The root system for this cookie cutter “factory” approach lies in the foundations of the Industrial Revolution of 19th and 20th centuries.  Walk through some of the older neighborhoods in this city and you’ll see churches, schools and old factories all clustered together.  What Sir Ken Robinson (Schools Kill Creativity) and Seth Godin (Interview) call the factory mindset still dominates the landscape even though the Industrial Age and its manufacturing experience are fading from view.

Our culture has changed.  We’re living in a world where conversation through social media and mobile platforms is perpetual but the ‘factory’ church prevails evidenced by this monolog.  If we change this element – is there a precedent?
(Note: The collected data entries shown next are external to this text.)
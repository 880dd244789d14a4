use crate::audit_gate::AuditGate;
use crate::error::RegistryError;
use crate::wrapper::AccessGroupsWrapper;
use futures::FutureExt;
use serde_json::json;
use std::any::Any;
use std::collections::BTreeMap;
use std::fmt;
use std::panic::AssertUnwindSafe;
use std::sync::Arc;
use std::time::Instant;
use toolgate_audit::{AuditConfig, AuditLogger};
use toolgate_core::{
    Tool, ToolArgs, ToolCall, ToolContext, ToolExt, ToolRejection, ToolResult, ToolSchema, User,
    EXECUTION_TIME_KEY,
};
use toolgate_policy::{AccessDecision, ArgsTransform, NoopTransform};
use tracing::{debug, error, info, warn};

/// Access groups for a tool anyone may call.
pub const UNRESTRICTED: [&str; 0] = [];

/// Catalog of tools plus the guarded execution pipeline.
///
/// Register everything first, then share the registry (e.g. behind an `Arc`)
/// for concurrent `execute` calls; `execute` only needs `&self`.
pub struct ToolRegistry {
    tools: BTreeMap<String, Arc<dyn Tool>>,
    audit_logger: Option<Arc<dyn AuditLogger>>,
    audit_config: AuditConfig,
    transform: Arc<dyn ArgsTransform>,
}

impl ToolRegistry {
    pub fn new() -> Self {
        Self {
            tools: BTreeMap::new(),
            audit_logger: None,
            audit_config: AuditConfig::default(),
            transform: Arc::new(NoopTransform),
        }
    }

    pub fn with_audit_logger(mut self, logger: Arc<dyn AuditLogger>) -> Self {
        self.audit_logger = Some(logger);
        self
    }

    pub fn with_audit_config(mut self, config: AuditConfig) -> Self {
        self.audit_config = config;
        self
    }

    /// Installs the per-user argument policy consulted before every execution.
    pub fn with_transform(mut self, transform: Arc<dyn ArgsTransform>) -> Self {
        self.transform = transform;
        self
    }

    /// Adds `tool` under its name. Non-empty `access_groups` replace the
    /// tool's own groups; repeated groups are kept once, in first-seen order.
    /// Never overwrites an existing entry.
    pub fn register<I, S>(
        &mut self,
        tool: Arc<dyn Tool>,
        access_groups: I,
    ) -> Result<&mut Self, RegistryError>
    where
        I: IntoIterator<Item = S>,
        S: Into<String>,
    {
        let name = tool.name().to_string();
        if name.is_empty() {
            return Err(RegistryError::EmptyName);
        }
        if self.tools.contains_key(&name) {
            return Err(RegistryError::DuplicateTool { name });
        }

        let mut groups: Vec<String> = Vec::new();
        for group in access_groups {
            let group = group.into();
            if !groups.contains(&group) {
                groups.push(group);
            }
        }

        let tool: Arc<dyn Tool> = if groups.is_empty() {
            tool
        } else {
            Arc::new(AccessGroupsWrapper::new(tool, groups))
        };

        info!(
            "Registered tool: {} (access groups: {:?})",
            name,
            tool.access_groups()
        );
        self.tools.insert(name, tool);
        Ok(self)
    }

    pub fn get_tool(&self, name: &str) -> Option<Arc<dyn Tool>> {
        self.tools.get(name).cloned()
    }

    /// Registered names in sorted order.
    pub fn list_tools(&self) -> Vec<String> {
        self.tools.keys().cloned().collect()
    }

    pub fn count(&self) -> usize {
        self.tools.len()
    }

    /// Schemas of the tools `user` may call, or of every tool when `user` is `None`.
    /// Emits no audit events.
    pub fn get_schemas(&self, user: Option<&User>) -> Vec<ToolSchema> {
        self.tools
            .values()
            .filter(|&tool| user.map_or(true, |user| self.check_access(tool.as_ref(), user)))
            .map(|tool| tool.schema())
            .collect()
    }

    pub fn check_access(&self, tool: &dyn Tool, user: &User) -> bool {
        toolgate_policy::check_access(tool, user)
    }

    pub async fn transform_args(
        &self,
        tool: &dyn Tool,
        args: ToolArgs,
        user: &User,
        ctx: &ToolContext,
    ) -> Result<ToolArgs, ToolRejection> {
        self.transform.transform(tool, args, user, ctx).await
    }

    /// Runs one tool call through lookup, authorization, validation,
    /// transformation and execution. Every outcome is a `ToolResult`.
    pub async fn execute(&self, tool_call: &ToolCall, ctx: &ToolContext) -> ToolResult {
        info!(
            "Dispatching tool: {} for request: {}",
            tool_call.name, ctx.request_id
        );
        let audit = AuditGate::new(self.audit_logger.as_deref(), &self.audit_config);
        let user = &ctx.user;

        // 1. Resolve
        let Some(tool) = self.get_tool(&tool_call.name) else {
            warn!("Tool not found: {}", tool_call.name);
            return ToolResult::failure(format!("Tool '{}' not found", tool_call.name));
        };

        // 2. Authorize
        let required_groups = tool.access_groups();
        match AccessDecision::evaluate(&required_groups, user) {
            AccessDecision::Denied => {
                let msg = format!("Insufficient group access for tool '{}'", tool_call.name);
                warn!(
                    "Access denied: user {} lacks {:?} for {}",
                    user.id, required_groups, tool_call.name
                );
                if let Some(logger) = audit.access_checks {
                    logger
                        .log_tool_access_check(
                            user,
                            &tool_call.name,
                            false,
                            &required_groups,
                            ctx,
                            Some(msg.as_str()),
                        )
                        .await;
                }
                return ToolResult::failure(msg);
            }
            AccessDecision::Granted(group) => {
                debug!("Access to {} granted via group {}", tool_call.name, group)
            }
            AccessDecision::Unrestricted => {}
        }

        // 3. Validate
        let validated = std::panic::catch_unwind(AssertUnwindSafe(|| {
            tool.args_schema().validate(&tool_call.arguments)
        }));
        let args = match validated {
            Ok(Ok(args)) => args,
            Ok(Err(e)) => {
                debug!("Invalid arguments for {}: {}", tool_call.name, e);
                return ToolResult::failure(format!("Invalid arguments: {e}"));
            }
            Err(panic) => {
                error!("Argument validation panicked for {}", tool_call.name);
                return ToolResult::failure(format!(
                    "Invalid arguments: {}",
                    panic_message(panic.as_ref())
                ));
            }
        };

        // 4. Transform
        let transformed = AssertUnwindSafe(self.transform_args(tool.as_ref(), args, user, ctx))
            .catch_unwind()
            .await;
        let args = match transformed {
            Ok(Ok(args)) => args,
            Ok(Err(rejection)) => {
                debug!("Tool {} rejected: {}", tool_call.name, rejection);
                return ToolResult::failure(rejection.reason);
            }
            Err(panic) => {
                let msg = panic_message(panic.as_ref());
                error!("Argument transform panicked for {}: {}", tool_call.name, msg);
                return ToolResult::failure(format!("Argument transform failed: {msg}"));
            }
        };

        // 5. Pre-execution audit
        if let Some(logger) = audit.access_checks {
            logger
                .log_tool_access_check(user, &tool_call.name, true, &required_groups, ctx, None)
                .await;
        }
        if let Some(logger) = audit.invocations {
            let ui_features = ctx.ui_features_available();
            logger
                .log_tool_invocation(
                    user,
                    tool_call,
                    &ui_features,
                    ctx,
                    audit.sanitize_parameters,
                )
                .await;
        }

        // 6. Execute
        let started = Instant::now();
        let outcome = AssertUnwindSafe(tool.execute(ctx, args))
            .catch_unwind()
            .await;
        let execution_time_ms = started.elapsed().as_secs_f64() * 1000.0;

        let mut result = match outcome {
            Ok(Ok(result)) => result,
            Ok(Err(e)) => {
                error!("Tool {} failed: {}", tool_call.name, e);
                return ToolResult::failure(format!("Execution failed: {e}"));
            }
            Err(panic) => {
                let msg = panic_message(panic.as_ref());
                error!("Tool {} panicked: {}", tool_call.name, msg);
                return ToolResult::failure(format!("Execution failed: {msg}"));
            }
        };

        // 7. Stamp and audit
        result
            .metadata
            .insert(EXECUTION_TIME_KEY.to_string(), json!(execution_time_ms));
        info!(
            "Tool {} finished in {:.2}ms (success: {})",
            tool_call.name, execution_time_ms, result.success
        );

        if let Some(logger) = audit.results {
            logger.log_tool_result(user, tool_call, &result, ctx).await;
        }

        result
    }
}

impl fmt::Debug for ToolRegistry {
    fn fmt(&self, f: &mut fmt::Formatter<'_>) -> fmt::Result {
        f.debug_struct("ToolRegistry")
            .field("tools", &self.tools.keys().collect::<Vec<_>>())
            .field("audit_logger", &self.audit_logger.is_some())
            .field("audit_config", &self.audit_config)
            .finish_non_exhaustive()
    }
}

impl Default for ToolRegistry {
    fn default() -> Self {
        Self::new()
    }
}

fn panic_message(panic: &(dyn Any + Send)) -> String {
    if let Some(s) = panic.downcast_ref::<&str>() {
        (*s).to_string()
    } else if let Some(s) = panic.downcast_ref::<String>() {
        s.clone()
    } else {
        "tool panicked".to_string()
    }
}

#[cfg(test)]
mod tests {
    use super::*;
    use async_trait::async_trait;
    use serde_json::Value;
    use toolgate_core::{ArgsSchema, RawArgs, ToolError};

    struct NamedTool(&'static str);

    #[async_trait]
    impl Tool for NamedTool {
        fn name(&self) -> &str {
            self.0
        }

        fn description(&self) -> &str {
            "test tool"
        }

        fn args_schema(&self) -> Arc<dyn ArgsSchema> {
            RawArgs::shared(json!({"type": "object"}))
        }

        async fn execute(
            &self,
            _ctx: &ToolContext,
            _args: ToolArgs,
        ) -> Result<ToolResult, ToolError> {
            Ok(ToolResult::success(self.0))
        }
    }

    struct PanickingSchema;

    impl ArgsSchema for PanickingSchema {
        fn validate(&self, _raw: &Value) -> Result<ToolArgs, toolgate_core::ValidationError> {
            panic!("schema exploded");
        }

        fn json_schema(&self) -> Value {
            json!({})
        }
    }

    struct BrokenSchemaTool;

    #[async_trait]
    impl Tool for BrokenSchemaTool {
        fn name(&self) -> &str {
            "broken"
        }

        fn description(&self) -> &str {
            "schema panics"
        }

        fn args_schema(&self) -> Arc<dyn ArgsSchema> {
            Arc::new(PanickingSchema)
        }

        async fn execute(
            &self,
            _ctx: &ToolContext,
            _args: ToolArgs,
        ) -> Result<ToolResult, ToolError> {
            Ok(ToolResult::success("unreachable"))
        }
    }

    #[test]
    fn test_register_and_get() {
        let mut registry = ToolRegistry::new();
        registry
            .register(Arc::new(NamedTool("a")), UNRESTRICTED)
            .unwrap();

        assert!(registry.get_tool("a").is_some());
        assert!(registry.get_tool("missing").is_none());
        assert_eq!(registry.count(), 1);
    }

    #[test]
    fn test_register_chainable() {
        let mut registry = ToolRegistry::new();
        registry
            .register(Arc::new(NamedTool("b")), UNRESTRICTED)
            .unwrap()
            .register(Arc::new(NamedTool("a")), ["admin"])
            .unwrap();
        assert_eq!(registry.list_tools(), vec!["a", "b"]);
    }

    #[test]
    fn test_empty_name_rejected() {
        let mut registry = ToolRegistry::new();
        let Err(err) = registry.register(Arc::new(NamedTool("")), UNRESTRICTED) else {
            panic!("tool with empty name was registered");
        };
        assert_eq!(err, RegistryError::EmptyName);
        assert_eq!(registry.count(), 0);
    }

    #[test]
    fn test_register_dedupes_owned_groups() {
        let groups: Vec<String> = vec!["analyst".into(), "admin".into(), "analyst".into()];
        let mut registry = ToolRegistry::new();
        registry
            .register(Arc::new(NamedTool("report")), groups)
            .unwrap();

        let tool = registry.get_tool("report").unwrap();
        assert_eq!(tool.access_groups(), vec!["analyst", "admin"]);
    }

    #[test]
    fn test_debug_lists_tool_names() {
        let mut registry = ToolRegistry::new();
        registry
            .register(Arc::new(NamedTool("a")), UNRESTRICTED)
            .unwrap();
        let rendered = format!("{registry:?}");
        assert!(rendered.contains("tools: [\"a\"]"));
        assert!(rendered.contains("audit_logger: false"));
    }

    #[test]
    fn test_register_wraps_only_with_groups() {
        let mut registry = ToolRegistry::new();
        registry
            .register(Arc::new(NamedTool("open")), UNRESTRICTED)
            .unwrap();
        registry
            .register(Arc::new(NamedTool("closed")), ["admin", "analyst"])
            .unwrap();

        let open = registry.get_tool("open").unwrap();
        let closed = registry.get_tool("closed").unwrap();
        assert!(open.access_groups().is_empty());
        assert_eq!(closed.access_groups(), vec!["admin", "analyst"]);
    }

    #[test]
    fn test_panic_message_variants() {
        let owned: Box<dyn Any + Send> = Box::new(String::from("owned"));
        let borrowed: Box<dyn Any + Send> = Box::new("borrowed");
        let other: Box<dyn Any + Send> = Box::new(7_u8);
        assert_eq!(panic_message(owned.as_ref()), "owned");
        assert_eq!(panic_message(borrowed.as_ref()), "borrowed");
        assert_eq!(panic_message(other.as_ref()), "tool panicked");
    }

    #[tokio::test]
    async fn test_validation_panic_is_contained() {
        let mut registry = ToolRegistry::new();
        registry
            .register(Arc::new(BrokenSchemaTool), UNRESTRICTED)
            .unwrap();

        let ctx = ToolContext::new(User::new("u"));
        let result = registry
            .execute(&ToolCall::new("broken", json!({})), &ctx)
            .await;
        assert!(!result.success);
        assert_eq!(result.error.as_deref(), Some("Invalid arguments: schema exploded"));
    }
}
In fact first century message practice included “active participation and interruptions by the audience, prophets and priests speaking extemporaneously – out of a present burden, rather than from a set script.”  (”Pagan Christianity” – George Barna/Frank Viola)  What happened?

“When the oratorical schools of the Western world laid hold of the Christian message, oratory tended to take the place of conversation,” Warren Oates (Pastor Counseling) said.  “The greatness of the orator took the place of the astounding event of Jesus Christ. And the dialogue between speaker and listener faded into a monolog.”

WWJD?  What would Jesus do?  What DID Jesus do?  He told stories, used pictures, asked questions, participated constantly in a circle of conversation completely consistent with 1st century church Rabbinical dynamics.  We have an unprecedented opportunity to establish a real Christo-centric model of message presentation in front of a completely engaged congregation.  We can do what Jesus did!

The gospel can be facebooked, tweeted, sent through texts, e-mails and presented in apps like YouVersion and Glo.  There are an ever growing list of creative resources to facilitate this – we don’t have to do factory church anymore.

Sitting behind my 20 something example – I notice that he’s now completely disengaged.  There’s nothing more for him to do – what little interactive moments this message had have long since passed.  Jesus would meet this young man right where he is – what needs to happen for us to do the same?